Fondé en 1948 comme État juif, Israël est la réalisation du projet sioniste de l’édification d’un foyer national juif en Palestine. Dans une lettre de protestation adressée en 2017 au président de la République française, Emmanuel Macron, à la suite de sa caractérisation de l’antisionisme comme étant « la forme réinventée de l’antisémitisme », l’historien israélien Shlomo Sand de l’Université de Tel Aviv, auteur du remarquable ouvrage intitulé « Comment le peuple juif fut inventé », met quelques points sur les « i », qu’il me semble utile de reprendre ici. Je cite :
Chacun de nous peut se prononcer sur le point de savoir si le projet de créer un État juif exclusif sur un morceau de territoire ultra-majoritairement peuplé d’Arabes, était une idée morale. En 1917, la Palestine comptait 700.000 musulmans et chrétiens arabes et environ 60.000 juifs dont la moitié étaient opposés au sionisme. […]
En 1948, il y avait en Palestine : 650 000 juifs et 1,3 million de musulmans et chrétiens arabes dont 700.000 devinrent des réfugiés : c’est sur ces bases démographiques qu’est né l’État d’Israël.
Et vint l’année 1967 : depuis lors Israël règne sur 5,5 millions de Palestiniens, privés de droits civiques, politiques et sociaux, assujettis à un contrôle militaire. Israël considère les territoires conquis en 1967 comme faisant intégralement partie de « la terre d’Israël »; 600 000 colons israéliens juifs y ont été installés et cela n’est pas terminé.
Sand conclut ainsi sa lettre à Macron :
Voici pourquoi je me définis comme antisioniste, sans pour autant devenir antijuif. […] Étant démocrate et républicain, je ne puis, soutenir un État juif. Selon l’esprit de ses lois, Israël n’appartient pas à l’ensemble des Israéliens, mais aux juifs du monde entier, qui n’ont pas l’intention de venir y vivre. […]
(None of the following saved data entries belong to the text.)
//! RSI (Relative Strength Index) indicator implementation.
//!
//! Uses Wilder's smoothing for average gain/loss calculation:
//! - First average: simple mean of gains/losses over the first n changes
//! - Subsequent: avg = (prev_avg * (n-1) + current) / n
//!
//! Formula: RSI = 100 - (100 / (1 + avg_gain / avg_loss))
//! If avg_loss == 0: RSI = 100
//!
//! Warmup: first n bars are undefined (n changes are needed for the seed).
//! A change touching a missing value is undefined and does not advance the
//! averages.

use crate::domain::indicator::Column;

fn rsi_from(avg_gain: f64, avg_loss: f64) -> f64 {
    if avg_loss == 0.0 {
        100.0
    } else {
        100.0 - (100.0 / (1.0 + avg_gain / avg_loss))
    }
}

pub fn calculate_rsi(values: &[Option<f64>], period: usize) -> Column {
    let mut out = vec![None; values.len()];
    if period == 0 || values.len() < 2 {
        return out;
    }

    let mut seen = 0usize;
    let mut gain_sum = 0.0;
    let mut loss_sum = 0.0;
    let mut averages: Option<(f64, f64)> = None;

    for i in 1..values.len() {
        let (Some(prev), Some(curr)) = (values[i - 1], values[i]) else {
            continue;
        };
        let change = curr - prev;
        let gain = if change > 0.0 { change } else { 0.0 };
        let loss = if change < 0.0 { -change } else { 0.0 };

        averages = match averages {
            Some((avg_gain, avg_loss)) => Some((
                (avg_gain * (period - 1) as f64 + gain) / period as f64,
                (avg_loss * (period - 1) as f64 + loss) / period as f64,
            )),
            None => {
                seen += 1;
                gain_sum += gain;
                loss_sum += loss;
                if seen == period {
                    Some((gain_sum / period as f64, loss_sum / period as f64))
                } else {
                    None
                }
            }
        };

        if let Some((avg_gain, avg_loss)) = averages {
            out[i] = Some(rsi_from(avg_gain, avg_loss));
        }
    }

    out
}

#[cfg(test)]
mod tests {
    use super::*;

    fn defined(prices: &[f64]) -> Vec<Option<f64>> {
        prices.iter().copied().map(Some).collect()
    }

    #[test]
    fn rsi_empty() {
        assert!(calculate_rsi(&[], 14).is_empty());
    }

    #[test]
    fn rsi_single_bar() {
        let series = calculate_rsi(&defined(&[100.0]), 14);
        assert_eq!(series, vec![None]);
    }

    #[test]
    fn rsi_warmup_period() {
        let prices: Vec<f64> = (1..=15).map(|i| 100.0 + (i as f64 % 5.0) * 2.0).collect();
        let series = calculate_rsi(&defined(&prices), 14);

        assert_eq!(series.len(), 15);
        for (i, v) in series.iter().enumerate().take(14) {
            assert!(v.is_none(), "Bar {} should be undefined", i);
        }
        assert!(series[14].is_some(), "Bar 14 should be defined");
    }

    #[test]
    fn rsi_all_gains_no_losses() {
        let prices: Vec<f64> = (0..15).map(|i| 100.0 + i as f64).collect();
        let series = calculate_rsi(&defined(&prices), 14);
        assert!((series[14].unwrap() - 100.0).abs() < f64::EPSILON);
    }

    #[test]
    fn rsi_all_losses_no_gains() {
        let prices: Vec<f64> = (0..15).map(|i| 100.0 - i as f64).collect();
        let series = calculate_rsi(&defined(&prices), 14);
        assert!(series[14].unwrap().abs() < f64::EPSILON);
    }

    #[test]
    fn rsi_in_range() {
        let prices: Vec<f64> = (1..=40)
            .map(|i| 100.0 + (i as f64 % 7.0 - 3.0) * 2.0)
            .collect();
        let series = calculate_rsi(&defined(&prices), 14);

        for rsi in series.iter().flatten() {
            assert!((0.0..=100.0).contains(rsi), "RSI {} out of range", rsi);
        }
    }

    #[test]
    fn rsi_wilder_smoothing_step() {
        // period 2: changes +2, -1 seed avg_gain 1.0, avg_loss 0.5
        let series = calculate_rsi(&defined(&[10.0, 12.0, 11.0, 14.0]), 2);
        let seed = 100.0 - 100.0 / (1.0 + 1.0 / 0.5);
        assert!((series[2].unwrap() - seed).abs() < 1e-12);

        let avg_gain = (1.0 * 1.0 + 3.0) / 2.0;
        let avg_loss = (0.5 * 1.0 + 0.0) / 2.0;
        let expected = 100.0 - 100.0 / (1.0 + avg_gain / avg_loss);
        assert!((series[3].unwrap() - expected).abs() < 1e-12);
    }

    #[test]
    fn rsi_missing_close_delays_seed() {
        let values = vec![Some(10.0), None, Some(12.0), Some(11.0), Some(13.0)];
        let series = calculate_rsi(&values, 2);
        assert_eq!(series[1], None);
        assert_eq!(series[2], None);
        assert_eq!(series[3], None);
        assert!(series[4].is_some());
    }

    #[test]
    fn rsi_zero_period() {
        let series = calculate_rsi(&defined(&[100.0, 101.0]), 0);
        assert_eq!(series, vec![None, None]);
    }
}
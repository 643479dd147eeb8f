//! Outcome table command.
//!
//! Prints every player/computer pairing with its decided outcome, which makes
//! the rule set easy to eyeball from a shell.

use crate::error::CliError;
use crate::formatters::format_outcome_row;
use rochambeau_engine::rules::outcome_table;
use std::io::Write;

pub fn handle_table_command(out: &mut dyn Write) -> Result<(), CliError> {
    writeln!(out, "=== Outcome table (player vs computer) ===")?;
    for (player, computer, outcome) in outcome_table() {
        writeln!(out, "{}", format_outcome_row(player, computer, outcome))?;
    }
    Ok(())
}
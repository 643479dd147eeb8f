use rochambeau_engine::errors::GameError;
use rochambeau_engine::moves::{all_moves, Move, Outcome};
use rochambeau_engine::rules::{decide, decide_tokens, outcome_table};

use Move::{Paper, Rock, Scissors};
use Outcome::{ComputerWins, PlayerWins, Tie};

#[test]
fn identical_moves_always_tie() {
    for m in all_moves() {
        assert_eq!(decide(m, m), Tie, "{m} vs {m} should tie");
    }
}

#[test]
fn decide_is_antisymmetric() {
    for a in all_moves() {
        for b in all_moves() {
            if a == b {
                continue;
            }
            let forward = decide(a, b);
            let backward = decide(b, a);
            assert_ne!(forward, Tie);
            assert_eq!(
                forward == PlayerWins,
                backward == ComputerWins,
                "{a} vs {b} = {forward:?}, reversed = {backward:?}"
            );
        }
    }
}

#[test]
fn full_outcome_table_matches_standard_rules() {
    let expected = [
        (Rock, Rock, Tie),
        (Rock, Paper, ComputerWins),
        (Rock, Scissors, PlayerWins),
        (Paper, Rock, PlayerWins),
        (Paper, Paper, Tie),
        (Paper, Scissors, ComputerWins),
        (Scissors, Rock, ComputerWins),
        (Scissors, Paper, PlayerWins),
        (Scissors, Scissors, Tie),
    ];
    for (p, c, o) in expected {
        assert_eq!(decide(p, c), o, "{p} vs {c}");
    }
    assert_eq!(outcome_table(), expected.to_vec());
}

#[test]
fn token_comparison_ignores_case() {
    assert_eq!(decide_tokens("ROCK", "scissors"), Ok(PlayerWins));
    assert_eq!(decide_tokens("rock", "SCISSORS"), Ok(PlayerWins));
    assert_eq!(decide_tokens("Paper", "pApEr"), Ok(Tie));
    assert_eq!(decide_tokens("scissors", "Rock"), Ok(ComputerWins));
}

#[test]
fn tokens_outside_the_move_set_are_rejected() {
    assert!(matches!(
        decide_tokens("dynamite", "rock"),
        Err(GameError::InvalidMoveToken(t)) if t == "dynamite"
    ));
    assert!(matches!(
        decide_tokens("rock", "r"),
        Err(GameError::InvalidMoveToken(t)) if t == "r"
    ));
}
Je suis un citoyen désireux que l’État dans lequel il vit soit une République israélienne, et non pas un État communautaire juif. Descendant de juifs qui ont tant souffert de discriminations, je ne veux pas vivre dans un État, qui, par son autodéfinition, fait de moi un citoyen doté de privilèges. A votre avis, cela fait-il de moi un antisémite ?
État, religion, territoire
J’en viens au fait que le projet de création d’un État arabe en Palestine, également prévu dans la résolution 181 de l’ONU de 1947 qui est à l’origine de la création d’Israël, a été réduit en cendres par l’envahissement, au fil des années, du territoire palestinien par la « colonisation » illégale menée au nom du Grand Israël.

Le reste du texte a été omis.